As Hurricane Michael, a Cat 4 monster, slams the Florida Panhandle (making history, today), the Great Hurricane of 1780 is still the deadliest Atlantic hurricane in recorded history, with a death toll between 22,000 and 27,000+. Also referred to as the Great Hurricane of the Antilles, the 1780 Disaster and the Huracan San Calixto, it was one of four major hurricanes in the 1780 Atlantic hurricane season, the worst hurricane season in recorded history.

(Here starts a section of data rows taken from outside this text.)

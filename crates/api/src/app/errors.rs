use axum::extract::rejection::JsonRejection;
use axum::http::StatusCode;
use axum::response::{IntoResponse, Response};
use serde_json::json;

use gymhub_core::DomainError;
use gymhub_infra::ServiceError;

/// Handler error: a [`ServiceError`] rendered with a stable status and code.
#[derive(Debug)]
pub struct ApiError(pub ServiceError);

pub type ApiResult = Result<Response, ApiError>;

impl From<ServiceError> for ApiError {
    fn from(value: ServiceError) -> Self {
        Self(value)
    }
}

impl From<DomainError> for ApiError {
    fn from(value: DomainError) -> Self {
        Self(value.into())
    }
}

impl From<JsonRejection> for ApiError {
    fn from(value: JsonRejection) -> Self {
        Self(ServiceError::validation(value.body_text()))
    }
}

impl IntoResponse for ApiError {
    fn into_response(self) -> Response {
        service_error_to_response(self.0)
    }
}

pub fn service_error_to_response(err: ServiceError) -> Response {
    match err {
        ServiceError::NotFound(entity) => json_error(StatusCode::NOT_FOUND, "not_found", format!("{entity} not found")),
        ServiceError::Forbidden(msg) => json_error(StatusCode::FORBIDDEN, "forbidden", msg),
        ServiceError::Conflict(msg) => json_error(StatusCode::BAD_REQUEST, "conflict", msg),
        ServiceError::InvalidState(msg) => json_error(StatusCode::BAD_REQUEST, "invalid_state", msg),
        ServiceError::InvalidTarget(msg) => json_error(StatusCode::BAD_REQUEST, "invalid_target", msg),
        ServiceError::Validation(msg) => json_error(StatusCode::BAD_REQUEST, "validation_error", msg),
        ServiceError::Concurrency(msg) => json_error(StatusCode::CONFLICT, "concurrency_conflict", msg),
        ServiceError::Internal(detail) => {
            tracing::error!(error = %detail, "internal error");
            json_error(StatusCode::INTERNAL_SERVER_ERROR, "internal_error", "internal server error")
        }
    }
}

pub fn json_error(status: StatusCode, code: &'static str, message: impl Into<String>) -> Response {
    (
        status,
        axum::Json(json!({
            "error": code,
            "message": message.into(),
        })),
    )
        .into_response()
}
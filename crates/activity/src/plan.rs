use chrono::{DateTime, Utc};
use serde::{Deserialize, Serialize};

use gymhub_core::{DomainError, DomainResult, Entity, GymId, PlanId, RequestId, UserId};
use gymhub_ledger::{Request, RequestKind, RequestStatus};

#[derive(Debug, Copy, Clone, PartialEq, Eq, Hash, Serialize, Deserialize)]
#[serde(rename_all = "snake_case")]
pub enum PlanKind {
    Workout,
    Diet,
}

impl PlanKind {
    /// Request kind a plan of this kind answers.
    pub fn answers(self) -> RequestKind {
        match self {
            PlanKind::Workout => RequestKind::RequestWorkout,
            PlanKind::Diet => RequestKind::RequestDiet,
        }
    }
}

/// Workout or diet plan written by staff for one member of a gym.
#[derive(Debug, Clone, PartialEq, Eq, Serialize, Deserialize)]
pub struct Plan {
    pub id: PlanId,
    pub kind: PlanKind,
    pub gym_id: GymId,
    pub author_id: UserId,
    pub member_id: UserId,
    #[serde(default)]
    pub request_id: Option<RequestId>,
    pub title: String,
    pub content: String,
    pub created_at: DateTime<Utc>,
}

impl Plan {
    pub fn new(
        kind: PlanKind,
        gym_id: GymId,
        author_id: UserId,
        member_id: UserId,
        title: &str,
        content: &str,
        now: DateTime<Utc>,
    ) -> DomainResult<Self> {
        let title = title.trim();
        if title.is_empty() {
            return Err(DomainError::validation("plan title cannot be empty"));
        }
        let content = content.trim();
        if content.is_empty() {
            return Err(DomainError::validation("plan content cannot be empty"));
        }

        Ok(Self {
            id: PlanId::new(),
            kind,
            gym_id,
            author_id,
            member_id,
            request_id: None,
            title: title.to_string(),
            content: content.to_string(),
            created_at: now,
        })
    }

    /// Link this plan to the request it answers.
    ///
    /// The request must be an accepted workout/diet request of the same member
    /// and gym, and of the kind matching this plan.
    pub fn answering(mut self, request: &Request) -> DomainResult<Self> {
        if request.requester_id() != self.member_id || request.gym_id() != self.gym_id {
            return Err(DomainError::validation("request belongs to another member or gym"));
        }
        if request.kind() != self.kind.answers() {
            return Err(DomainError::validation(format!(
                "a {:?} plan cannot answer a {} request",
                self.kind,
                request.kind()
            )));
        }
        if request.status() != RequestStatus::Accepted {
            return Err(DomainError::invalid_state("request has not been accepted"));
        }
        self.request_id = Some(request.id_typed());
        Ok(self)
    }
}

impl Entity for Plan {
    type Id = PlanId;
    const COLLECTION: &'static str = "plans";

    fn id(&self) -> PlanId {
        self.id
    }
}
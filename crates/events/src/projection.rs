use crate::{Event, EventEnvelope};

/// A projection builds a derived read model from committed events.
///
/// Implementations must be idempotent: the same envelope may be delivered more
/// than once (retries, rebuilds) and must leave the read model unchanged the
/// second time. Use the envelope's `sequence_number` to detect replays.
pub trait Projection: Send + Sync {
    type Ev: Event;

    fn apply(&self, envelope: &EventEnvelope<Self::Ev>);
}
//! Credential hashing collaborator.

use thiserror::Error;

#[derive(Debug, Error, Clone, PartialEq, Eq)]
pub enum CredentialError {
    #[error("password must be at least {min} characters")]
    TooShort { min: usize },

    #[error("credential hashing failed: {0}")]
    Hashing(String),
}

/// Minimum accepted password length (in characters).
pub const MIN_PASSWORD_CHARS: usize = 8;

/// Hashes and verifies user passwords. Implementations are CPU-bound; callers
/// on an async runtime should run them on a blocking thread.
pub trait CredentialHasher: Send + Sync {
    fn hash(&self, password: &str) -> Result<String, CredentialError>;

    fn verify(&self, password: &str, hash: &str) -> Result<bool, CredentialError>;
}

#[derive(Debug, Clone, Copy)]
pub struct BcryptHasher {
    cost: u32,
}

impl BcryptHasher {
    pub const MIN_COST: u32 = 4;
    pub const MAX_COST: u32 = 31;

    /// Cost is clamped to what bcrypt accepts.
    pub fn new(cost: u32) -> Self {
        Self {
            cost: cost.clamp(Self::MIN_COST, Self::MAX_COST),
        }
    }

    pub fn cost(&self) -> u32 {
        self.cost
    }
}

impl Default for BcryptHasher {
    fn default() -> Self {
        Self::new(bcrypt::DEFAULT_COST)
    }
}

impl CredentialHasher for BcryptHasher {
    fn hash(&self, password: &str) -> Result<String, CredentialError> {
        if password.chars().count() < MIN_PASSWORD_CHARS {
            return Err(CredentialError::TooShort {
                min: MIN_PASSWORD_CHARS,
            });
        }
        bcrypt::hash(password, self.cost).map_err(|e| CredentialError::Hashing(e.to_string()))
    }

    fn verify(&self, password: &str, hash: &str) -> Result<bool, CredentialError> {
        bcrypt::verify(password, hash).map_err(|e| CredentialError::Hashing(e.to_string()))
    }
}
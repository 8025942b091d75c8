use axum::{Extension, Json, http::StatusCode, response::IntoResponse};

use crate::context::ActorContext;

pub async fn health() -> StatusCode {
    StatusCode::OK
}

pub async fn whoami(Extension(ctx): Extension<ActorContext>) -> impl IntoResponse {
    Json(serde_json::json!({
        "user_id": ctx.user_id().to_string(),
        "role": ctx.role().as_str(),
    }))
}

On October 10, the San Calixto Hurricane (official name) struck the island of Barbados with, possibly, 200+ mph wind gusts, making it an extreme Cat 5. The winds were so violent and so deafening that, reportedly, “people could not hear their own voices”. It felled most every tree, stripped the bark off the few left standing and nearly destroyed every house on the island. The specifics of the hurricane’s track and exact strength are unknown as the Atlantic hurricane database starts in 1851 but, historical records from Puerto Rico, Jose’ Carlos Milas (Cuban Meteorologist), NOAA and hurricane research from The University of Rhode Island indicate that the storm moved on to St. Lucia, Martinique, Dominica and struck Guadeloupe. It turned towards Puerto Rico, hitting Isla de Mona and, later, the eastern portion of the Dominican Republic. The beast finally reached the Atlantic Ocean on October 15 after passing the Grand Turk Island. It passed Bermuda on October 18 and was last seen two days later off the coast of Cape Race in Newfoundland.

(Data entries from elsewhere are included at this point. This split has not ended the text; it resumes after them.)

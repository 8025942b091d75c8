//! Process configuration, read from the environment.

use std::net::SocketAddr;

use thiserror::Error;

use gymhub_observability::LogFormat;

pub const DEFAULT_PORT: u16 = 8080;
pub const DEFAULT_STORAGE_BASE_URL: &str = "memory://uploads";
pub const DEFAULT_BCRYPT_COST: u32 = 12;
const DEV_JWT_SECRET: &str = "dev-secret";

#[derive(Debug, Error, PartialEq, Eq)]
pub enum ConfigError {
    #[error("{key}: invalid value '{value}': {reason}")]
    Invalid {
        key: &'static str,
        value: String,
        reason: String,
    },
}

#[derive(Debug, Clone, PartialEq, Eq)]
pub struct ApiConfig {
    pub bind_addr: SocketAddr,
    pub jwt_secret: String,
    pub log_format: LogFormat,
    pub storage_base_url: String,
    pub bcrypt_cost: u32,
    /// Only consulted when built with the `postgres` feature; otherwise the
    /// in-memory store is used.
    pub database_url: Option<String>,
}

impl ApiConfig {
    pub fn from_env() -> Result<Self, ConfigError> {
        Self::from_lookup(|key| std::env::var(key).ok())
    }

    /// Build the configuration from an arbitrary key lookup. Empty values
    /// count as unset.
    pub fn from_lookup(lookup: impl Fn(&str) -> Option<String>) -> Result<Self, ConfigError> {
        let get = |key: &str| lookup(key).map(|v| v.trim().to_string()).filter(|v| !v.is_empty());

        let bind_addr = match get("GYMHUB_BIND_ADDR") {
            Some(raw) => raw.parse().map_err(|e: std::net::AddrParseError| ConfigError::Invalid {
                key: "GYMHUB_BIND_ADDR",
                value: raw.clone(),
                reason: e.to_string(),
            })?,
            None => SocketAddr::from(([0, 0, 0, 0], DEFAULT_PORT)),
        };

        let jwt_secret = get("JWT_SECRET").unwrap_or_else(|| {
            tracing::warn!("JWT_SECRET not set; using insecure dev default");
            DEV_JWT_SECRET.to_string()
        });

        let log_format = match get("GYMHUB_LOG_FORMAT") {
            Some(raw) => raw.parse().map_err(|e: gymhub_observability::UnknownLogFormat| ConfigError::Invalid {
                key: "GYMHUB_LOG_FORMAT",
                value: raw.clone(),
                reason: e.to_string(),
            })?,
            None => LogFormat::default(),
        };

        let bcrypt_cost = match get("GYMHUB_BCRYPT_COST") {
            Some(raw) => raw.parse().map_err(|e: std::num::ParseIntError| ConfigError::Invalid {
                key: "GYMHUB_BCRYPT_COST",
                value: raw.clone(),
                reason: e.to_string(),
            })?,
            None => DEFAULT_BCRYPT_COST,
        };

        Ok(Self {
            bind_addr,
            jwt_secret,
            log_format,
            storage_base_url: get("GYMHUB_STORAGE_BASE_URL").unwrap_or_else(|| DEFAULT_STORAGE_BASE_URL.to_string()),
            bcrypt_cost,
            database_url: get("DATABASE_URL"),
        })
    }
}

#[cfg(test)]
mod tests {
    use super::*;
    use std::collections::HashMap;

    fn config(pairs: &[(&str, &str)]) -> Result<ApiConfig, ConfigError> {
        let env: HashMap<String, String> = pairs.iter().map(|(k, v)| (k.to_string(), v.to_string())).collect();
        ApiConfig::from_lookup(|key| env.get(key).cloned())
    }

    #[test]
    fn defaults_apply_when_nothing_is_set() {
        let cfg = config(&[]).unwrap();
        assert_eq!(cfg.bind_addr, "0.0.0.0:8080".parse().unwrap());
        assert_eq!(cfg.jwt_secret, "dev-secret");
        assert_eq!(cfg.log_format, LogFormat::Json);
        assert_eq!(cfg.storage_base_url, "memory://uploads");
        assert_eq!(cfg.bcrypt_cost, 12);
        assert_eq!(cfg.database_url, None);
    }

    #[test]
    fn reads_every_key() {
        let cfg = config(&[
            ("GYMHUB_BIND_ADDR", "127.0.0.1:9000"),
            ("JWT_SECRET", "s3cret"),
            ("GYMHUB_LOG_FORMAT", "pretty"),
            ("GYMHUB_STORAGE_BASE_URL", "https://cdn.example.com"),
            ("GYMHUB_BCRYPT_COST", "6"),
            ("DATABASE_URL", "postgres://localhost/gymhub"),
        ])
        .unwrap();
        assert_eq!(cfg.bind_addr.port(), 9000);
        assert_eq!(cfg.jwt_secret, "s3cret");
        assert_eq!(cfg.log_format, LogFormat::Pretty);
        assert_eq!(cfg.storage_base_url, "https://cdn.example.com");
        assert_eq!(cfg.bcrypt_cost, 6);
        assert_eq!(cfg.database_url.as_deref(), Some("postgres://localhost/gymhub"));
    }

    #[test]
    fn blank_values_count_as_unset() {
        let cfg = config(&[("JWT_SECRET", "  "), ("DATABASE_URL", "")]).unwrap();
        assert_eq!(cfg.jwt_secret, "dev-secret");
        assert_eq!(cfg.database_url, None);
    }

    #[test]
    fn malformed_values_name_the_key() {
        let err = config(&[("GYMHUB_BCRYPT_COST", "lots")]).unwrap_err();
        assert!(matches!(err, ConfigError::Invalid { key: "GYMHUB_BCRYPT_COST", .. }));

        let err = config(&[("GYMHUB_BIND_ADDR", "nowhere")]).unwrap_err();
        assert!(matches!(err, ConfigError::Invalid { key: "GYMHUB_BIND_ADDR", .. }));

        let err = config(&[("GYMHUB_LOG_FORMAT", "xml")]).unwrap_err();
        assert!(matches!(err, ConfigError::Invalid { key: "GYMHUB_LOG_FORMAT", .. }));
    }
}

From Hurricane Science at The University of Rhode Island:

Coming in the midst of the American Revolutionary War, the 1780 hurricanes caused heavy losses to European fleets fighting for control of the New World’s Atlantic coast. A fleet of 40 French ships capsized off Martinique during the Great Hurricane, drowning approximately 4,000 soldiers. On St. Lucia, rough waves and a strong storm surge destroyed the British fleet of Admiral Rodney at Port Castries. Much of the British fleet was decimated by the three storms, and the English presence in the western North Atlantic was greatly reduced thereafter.

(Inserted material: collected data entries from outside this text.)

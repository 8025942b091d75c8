//! Domain error model.

use thiserror::Error;

/// Result type used across the domain layer.
pub type DomainResult<T> = Result<T, DomainError>;

/// Domain-level error.
///
/// Keep this focused on deterministic, business/domain failures (validation,
/// invariants, conflicts, denied access). Infrastructure concerns belong elsewhere.
#[derive(Debug, Error, Clone, PartialEq, Eq)]
pub enum DomainError {
    /// A value failed validation (missing or malformed field).
    #[error("validation failed: {0}")]
    Validation(String),

    /// The referenced user exists but cannot take the requested slot
    /// (e.g. assigning a member as a trainer).
    #[error("invalid target: {0}")]
    InvalidTarget(String),

    /// A referenced entity is absent. Carries the entity kind ("gym", "request", ...).
    #[error("{0} not found")]
    NotFound(&'static str),

    /// Authorization policy denied the action. Carries the reason verbatim.
    #[error("{0}")]
    Forbidden(String),

    /// Duplicate or already-present state (e.g. trainer assigned twice).
    #[error("conflict: {0}")]
    Conflict(String),

    /// A transition out of a terminal state was attempted.
    #[error("invalid state: {0}")]
    InvalidState(String),

    /// Optimistic concurrency check failed (stale revision).
    #[error("concurrency conflict: {0}")]
    Concurrency(String),
}

impl DomainError {
    pub fn validation(msg: impl Into<String>) -> Self {
        Self::Validation(msg.into())
    }

    pub fn invalid_target(msg: impl Into<String>) -> Self {
        Self::InvalidTarget(msg.into())
    }

    pub fn not_found(entity: &'static str) -> Self {
        Self::NotFound(entity)
    }

    pub fn forbidden(reason: impl Into<String>) -> Self {
        Self::Forbidden(reason.into())
    }

    pub fn conflict(msg: impl Into<String>) -> Self {
        Self::Conflict(msg.into())
    }

    pub fn invalid_state(msg: impl Into<String>) -> Self {
        Self::InvalidState(msg.into())
    }

    pub fn concurrency(msg: impl Into<String>) -> Self {
        Self::Concurrency(msg.into())
    }
}

#[cfg(test)]
mod tests {
    use super::*;

    #[test]
    fn forbidden_reason_is_surfaced_verbatim() {
        let err = DomainError::forbidden("Access denied");
        assert_eq!(err.to_string(), "Access denied");
    }

    #[test]
    fn not_found_names_the_entity() {
        assert_eq!(DomainError::not_found("gym").to_string(), "gym not found");
    }
}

The worst losses, however, were suffered by Vice Admiral Peter Parker and Rear Admiral Joshua Rowley.

Other interesting October 10 history:

1582…..Due to the shift from the Julian calendar to the Gregorian calendar, today does not exist.

1845…..The Naval School (U.S. Naval Academy) opens.

1967…..The Outer Space Treaty goes into effect (yes, this is a thing).

1973…..Spiro Agnew, Richard Nixon‘s first Vice President, resigns after pleading guilty to federal income tax evasion.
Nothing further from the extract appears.